### Work item:
For the material that follows, work out how many lines hold the word "caps" and answer only with the number.

### Material for this exercise:
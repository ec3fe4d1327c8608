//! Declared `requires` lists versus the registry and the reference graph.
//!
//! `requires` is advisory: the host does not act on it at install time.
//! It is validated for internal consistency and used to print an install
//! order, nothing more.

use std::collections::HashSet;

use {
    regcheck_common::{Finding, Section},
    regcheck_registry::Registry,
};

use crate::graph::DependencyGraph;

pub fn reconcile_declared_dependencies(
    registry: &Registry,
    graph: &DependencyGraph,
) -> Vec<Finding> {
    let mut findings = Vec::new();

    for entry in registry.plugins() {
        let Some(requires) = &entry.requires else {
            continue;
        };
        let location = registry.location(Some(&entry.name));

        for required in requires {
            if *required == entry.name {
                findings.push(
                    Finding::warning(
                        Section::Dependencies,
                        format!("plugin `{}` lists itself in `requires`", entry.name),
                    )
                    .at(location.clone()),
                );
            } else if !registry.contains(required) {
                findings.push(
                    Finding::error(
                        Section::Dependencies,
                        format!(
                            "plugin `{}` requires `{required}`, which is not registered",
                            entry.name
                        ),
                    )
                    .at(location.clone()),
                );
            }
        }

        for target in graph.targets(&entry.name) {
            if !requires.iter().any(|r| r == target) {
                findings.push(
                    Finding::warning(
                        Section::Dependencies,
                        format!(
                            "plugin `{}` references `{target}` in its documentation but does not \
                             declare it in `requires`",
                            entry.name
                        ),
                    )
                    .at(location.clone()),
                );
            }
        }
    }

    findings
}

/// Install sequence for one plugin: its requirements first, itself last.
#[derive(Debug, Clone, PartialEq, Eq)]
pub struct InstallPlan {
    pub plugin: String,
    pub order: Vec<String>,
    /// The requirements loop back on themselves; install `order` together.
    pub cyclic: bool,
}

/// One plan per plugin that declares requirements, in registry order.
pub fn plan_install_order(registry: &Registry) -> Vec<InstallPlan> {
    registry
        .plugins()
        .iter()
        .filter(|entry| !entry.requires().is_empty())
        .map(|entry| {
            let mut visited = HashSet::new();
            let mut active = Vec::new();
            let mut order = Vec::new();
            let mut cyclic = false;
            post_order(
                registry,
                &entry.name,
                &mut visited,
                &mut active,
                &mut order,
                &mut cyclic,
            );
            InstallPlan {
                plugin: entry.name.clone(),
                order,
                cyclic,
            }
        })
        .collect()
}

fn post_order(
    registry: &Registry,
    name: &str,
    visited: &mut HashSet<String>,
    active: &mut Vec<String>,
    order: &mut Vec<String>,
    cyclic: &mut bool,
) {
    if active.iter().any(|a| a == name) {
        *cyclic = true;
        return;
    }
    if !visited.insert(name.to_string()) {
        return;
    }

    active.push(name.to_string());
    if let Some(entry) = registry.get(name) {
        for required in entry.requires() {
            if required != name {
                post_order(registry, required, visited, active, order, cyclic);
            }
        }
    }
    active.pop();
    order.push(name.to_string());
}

==

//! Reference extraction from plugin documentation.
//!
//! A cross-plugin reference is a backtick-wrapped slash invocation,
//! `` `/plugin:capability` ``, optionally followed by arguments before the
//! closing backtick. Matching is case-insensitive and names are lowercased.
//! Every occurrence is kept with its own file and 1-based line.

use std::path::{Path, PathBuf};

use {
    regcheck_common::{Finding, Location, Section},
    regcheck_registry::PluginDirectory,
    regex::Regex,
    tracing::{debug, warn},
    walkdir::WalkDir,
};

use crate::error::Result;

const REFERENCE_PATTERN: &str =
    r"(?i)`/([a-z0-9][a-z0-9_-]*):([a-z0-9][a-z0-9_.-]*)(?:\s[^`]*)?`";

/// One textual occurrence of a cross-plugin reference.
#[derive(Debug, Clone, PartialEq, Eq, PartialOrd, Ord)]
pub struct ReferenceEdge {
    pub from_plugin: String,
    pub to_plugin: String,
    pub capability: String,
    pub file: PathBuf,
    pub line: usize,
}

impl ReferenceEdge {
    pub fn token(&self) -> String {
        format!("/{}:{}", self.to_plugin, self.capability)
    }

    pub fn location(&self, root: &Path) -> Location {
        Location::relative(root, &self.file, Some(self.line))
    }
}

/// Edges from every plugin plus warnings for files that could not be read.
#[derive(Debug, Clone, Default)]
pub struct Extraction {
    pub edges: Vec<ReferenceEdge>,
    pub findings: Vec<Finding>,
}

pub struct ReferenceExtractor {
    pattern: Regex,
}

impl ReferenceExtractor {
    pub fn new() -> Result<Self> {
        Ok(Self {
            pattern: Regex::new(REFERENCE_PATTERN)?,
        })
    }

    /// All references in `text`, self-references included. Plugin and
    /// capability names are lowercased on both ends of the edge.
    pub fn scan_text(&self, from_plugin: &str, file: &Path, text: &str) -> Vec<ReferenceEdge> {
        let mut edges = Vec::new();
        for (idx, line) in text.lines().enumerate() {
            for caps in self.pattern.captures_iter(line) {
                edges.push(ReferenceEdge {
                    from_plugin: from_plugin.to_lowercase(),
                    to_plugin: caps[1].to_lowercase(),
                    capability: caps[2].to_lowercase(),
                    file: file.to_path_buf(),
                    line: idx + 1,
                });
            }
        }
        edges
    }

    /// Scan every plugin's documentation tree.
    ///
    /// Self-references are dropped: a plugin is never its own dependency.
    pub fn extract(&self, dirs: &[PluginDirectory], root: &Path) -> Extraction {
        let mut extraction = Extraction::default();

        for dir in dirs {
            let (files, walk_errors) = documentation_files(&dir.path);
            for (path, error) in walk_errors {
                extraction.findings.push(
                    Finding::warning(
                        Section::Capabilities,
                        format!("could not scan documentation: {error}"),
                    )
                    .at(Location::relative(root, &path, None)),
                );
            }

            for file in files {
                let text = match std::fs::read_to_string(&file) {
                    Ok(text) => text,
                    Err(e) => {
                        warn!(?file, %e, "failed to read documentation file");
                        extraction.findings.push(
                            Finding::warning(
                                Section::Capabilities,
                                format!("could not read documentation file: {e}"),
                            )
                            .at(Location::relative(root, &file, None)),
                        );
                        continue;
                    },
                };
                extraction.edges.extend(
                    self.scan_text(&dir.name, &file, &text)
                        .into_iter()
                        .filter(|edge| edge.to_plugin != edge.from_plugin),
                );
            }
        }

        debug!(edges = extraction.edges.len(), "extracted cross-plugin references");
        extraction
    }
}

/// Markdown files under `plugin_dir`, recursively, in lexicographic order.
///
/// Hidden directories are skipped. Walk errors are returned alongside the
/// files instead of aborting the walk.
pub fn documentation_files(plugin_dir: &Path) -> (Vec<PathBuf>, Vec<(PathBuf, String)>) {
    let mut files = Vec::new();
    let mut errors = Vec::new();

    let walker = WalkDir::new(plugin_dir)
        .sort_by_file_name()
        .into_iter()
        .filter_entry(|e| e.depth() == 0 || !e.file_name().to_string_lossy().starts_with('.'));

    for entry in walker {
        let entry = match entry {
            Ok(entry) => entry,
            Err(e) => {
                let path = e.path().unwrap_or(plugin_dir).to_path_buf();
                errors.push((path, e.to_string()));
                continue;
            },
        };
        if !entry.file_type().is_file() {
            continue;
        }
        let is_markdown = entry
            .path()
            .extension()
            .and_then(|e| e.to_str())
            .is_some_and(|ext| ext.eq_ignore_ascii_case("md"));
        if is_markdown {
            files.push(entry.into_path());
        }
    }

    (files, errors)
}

### Answer to the exercise:
3